=== Begin Enclosure ===

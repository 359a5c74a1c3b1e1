//! Music sequence → Standard MIDI File (format 0)
//!
//! XMIDI runs at a fixed 120 ticks per second. With the default 60 PPQN and
//! 500 000 µs per quarter note, one source tick maps to one output tick.
//!
//! SPDX-FileCopyrightText: 2025 `CyberDeco`
//!
//! SPDX-License-Identifier: MIT

use byteorder::{BigEndian, WriteBytesExt};
use serde::{Deserialize, Serialize};

use crate::error::{Error, Result};
use crate::formats::xmi::{MusicEvent, MusicSequence, TICKS_PER_SECOND};

/// Largest delta time a Standard MIDI File can hold
const MAX_DELTA: u64 = 0x0FFF_FFFF;

/// Standard MIDI File export settings
#[derive(Debug, Clone, PartialEq, Eq, Serialize, Deserialize)]
#[serde(default)]
pub struct MidiExportOptions {
    /// Pulses per quarter note written to the header
    pub ppqn: u16,
    /// Tempo in microseconds per quarter note
    pub tempo: u32,
}

impl Default for MidiExportOptions {
    fn default() -> Self {
        Self {
            ppqn: 60,
            tempo: 500_000,
        }
    }
}

impl MidiExportOptions {
    fn validate(&self) -> Result<()> {
        if self.ppqn == 0 || self.ppqn > 0x7FFF {
            return Err(Error::InvalidOptions {
                message: format!("ppqn {} must be in 1..=32767", self.ppqn),
            });
        }
        if self.tempo == 0 || self.tempo > 0x00FF_FFFF {
            return Err(Error::InvalidOptions {
                message: format!("tempo {} does not fit 24 bits", self.tempo),
            });
        }
        Ok(())
    }

    /// Output tick for an absolute source tick
    fn scale(&self, tick: u64) -> u64 {
        let num = u128::from(tick) * u128::from(self.ppqn) * 1_000_000;
        let den = u128::from(self.tempo) * u128::from(TICKS_PER_SECOND);
        u64::try_from(num / den).unwrap_or(u64::MAX)
    }
}

/// Write one song as a format 0 Standard MIDI File
///
/// # Errors
/// Returns an error if the options are invalid or a delta time is too large
/// for the file format.
pub fn sequence_to_midi_bytes(
    sequence: &MusicSequence,
    options: &MidiExportOptions,
) -> Result<Vec<u8>> {
    options.validate()?;

    let mut track = Vec::new();
    // Tempo at tick 0
    write_vlq(&mut track, 0);
    track.extend_from_slice(&[0xFF, 0x51, 0x03]);
    track.extend_from_slice(&options.tempo.to_be_bytes()[1..]);

    let mut last_tick = 0u64;
    for timed in &sequence.events {
        let tick = options.scale(timed.tick);
        let delta = tick
            .checked_sub(last_tick)
            .ok_or_else(|| Error::MidiEncodeFailed {
                message: format!("event at tick {tick} comes before tick {last_tick}"),
            })?;
        if delta > MAX_DELTA {
            return Err(Error::MidiEncodeFailed {
                message: format!("delta of {delta} ticks at tick {tick} is too large"),
            });
        }
        last_tick = tick;
        write_vlq(&mut track, delta as u32);
        write_event(&mut track, &timed.event);
    }

    write_vlq(&mut track, 0);
    track.extend_from_slice(&[0xFF, 0x2F, 0x00]);

    let track_len = u32::try_from(track.len()).map_err(|_| Error::MidiEncodeFailed {
        message: format!("track of {} bytes is too large", track.len()),
    })?;

    let mut out = Vec::with_capacity(track.len() + 22);
    out.extend_from_slice(b"MThd");
    out.write_u32::<BigEndian>(6)?;
    out.write_u16::<BigEndian>(0)?; // format 0
    out.write_u16::<BigEndian>(1)?; // one track
    out.write_u16::<BigEndian>(options.ppqn)?;
    out.extend_from_slice(b"MTrk");
    out.write_u32::<BigEndian>(track_len)?;
    out.extend_from_slice(&track);

    Ok(out)
}

fn write_event(out: &mut Vec<u8>, event: &MusicEvent) {
    match *event {
        MusicEvent::NoteOn {
            channel,
            note,
            velocity,
            ..
        } => out.extend_from_slice(&[0x90 | channel, note, velocity]),
        MusicEvent::NoteOff {
            channel,
            note,
            velocity,
            ..
        } => out.extend_from_slice(&[0x80 | channel, note, velocity]),
        MusicEvent::KeyPressure {
            channel,
            note,
            pressure,
        } => out.extend_from_slice(&[0xA0 | channel, note, pressure]),
        MusicEvent::ControllerChange {
            channel,
            controller,
            value,
        } => out.extend_from_slice(&[0xB0 | channel, controller, value]),
        MusicEvent::ProgramChange { channel, patch, .. } => {
            out.extend_from_slice(&[0xC0 | channel, patch]);
        }
        MusicEvent::ChannelPressure { channel, pressure } => {
            out.extend_from_slice(&[0xD0 | channel, pressure]);
        }
        MusicEvent::PitchBend { channel, value } => out.extend_from_slice(&[
            0xE0 | channel,
            (value & 0x7F) as u8,
            ((value >> 7) & 0x7F) as u8,
        ]),
        MusicEvent::Meta { kind, ref data } => {
            out.extend_from_slice(&[0xFF, kind]);
            write_vlq(out, data.len() as u32);
            out.extend_from_slice(data);
        }
        MusicEvent::SysEx { status, ref data } => {
            out.push(status);
            write_vlq(out, data.len() as u32);
            out.extend_from_slice(data);
        }
    }
}

/// Standard MIDI variable-length quantity
fn write_vlq(out: &mut Vec<u8>, value: u32) {
    let mut groups = [0u8; 5];
    let mut count = 0;
    let mut rest = value;
    loop {
        groups[count] = (rest & 0x7F) as u8;
        count += 1;
        rest >>= 7;
        if rest == 0 {
            break;
        }
    }
    for i in (0..count).rev() {
        let continuation = if i > 0 { 0x80 } else { 0 };
        out.push(groups[i] | continuation);
    }
}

=== End Enclosure ===

* [Exercise description]: For the string "status", filter the data and copy out each line where it occurs.

* [Task result]:
        MusicEvent::SysEx { status, ref data } => {
            out.push(status);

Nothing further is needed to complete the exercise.